"But we do know, with gruesome certainty, that his number will come up – that one day he will be slain in cold blood by a policeman (once again it probably will be a man) who is supposed to protect him and his community. We know this because it is statistically inevitable and has historical precedent. We know this because we have seen it happen again and again. We know this because this is not just how America works; it is how America was built. Like a hurricane, we know it is coming – we just do not yet know where or when or how much damage it will do.
Summer is riot season. It's when Watts, Newark and Detroit erupted in violence in the 1960s, sparked by callous policing. It's when school is out, pool parties are on and domestic life, particularly in urban centres, is turned inside-out: from the living room to the stoop, from the couch to the street. It's when tempers get short and resentments bubble up like molten asphalt. It's when, to paraphrase Langston Hughes, deferred dreams explode.
This is not my desire; it is my prediction. You can feel it building with every new Facebook post, viral video and Twitter storm. You can hear it from conversations with strangers at post offices, liquor stores and coffee shops. It is an unpleasant prediction to make because, ultimately, these riots highlight a problem they cannot, in themselves, solve; and it is an easy one to make because, as one bystander in Baltimore put it when disturbances flared there earlier this year: "You can only put so much into a pressure cooker before it pop."
This is the summer I will leave America, after 12 years as a foreign correspondent, and return to London. My decision to come back to Britain was prompted by banal, personal factors that have nothing to do with current events; if my aim was to escape aggressive policing and racial disadvantage, I would not be heading to Hackney.

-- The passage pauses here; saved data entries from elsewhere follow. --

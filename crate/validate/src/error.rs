//! 校验器错误类型
//!
//! 这里只包含中止校验的错误；规范违例见 [`crate::specerror`]。

use std::path::PathBuf;

use thiserror::Error;

pub type Result<T> = std::result::Result<T, Error>;

#[derive(Debug, Error)]
pub enum Error {
    #[error("config.json not found in bundle {0}")]
    ConfigNotFound(PathBuf),

    #[error("failed to access {path}: {source}")]
    Io {
        path: PathBuf,
        #[source]
        source: std::io::Error,
    },

    /// config.json 无法解码为配置树
    #[error("schema error: {0}")]
    Schema(#[from] serde_json::Error),
}

impl Error {
    pub fn io(path: impl Into<PathBuf>, source: std::io::Error) -> Self {
        Error::Io {
            path: path.into(),
            source,
        }
    }
}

But while the events of the last few years did not prompt the decision to come back, they do make me relieved that the decision had already been made. It is why I have not once had second thoughts. If I had to pick a summer to leave, this would be the one. Another season of black parents grieving, police chiefs explaining and clueless anchors opining. Another season when America has to be reminded that black lives matter because black deaths at the hands of the state have been accepted as routine for so long. A summer ripe for rage."
- Gary Younge
Dear Mr. Younge,
Nice essay. You should not be fleeing to London. You should be fleeing to the ghettoes, barrios, and tenements that house brown people, to suffer in solidarity with them. We all should. We live in the comfort of beautiful suburbs and rail at injustice against people that look like us - from gentrified spaces. Enjoy your latte. Nonsense.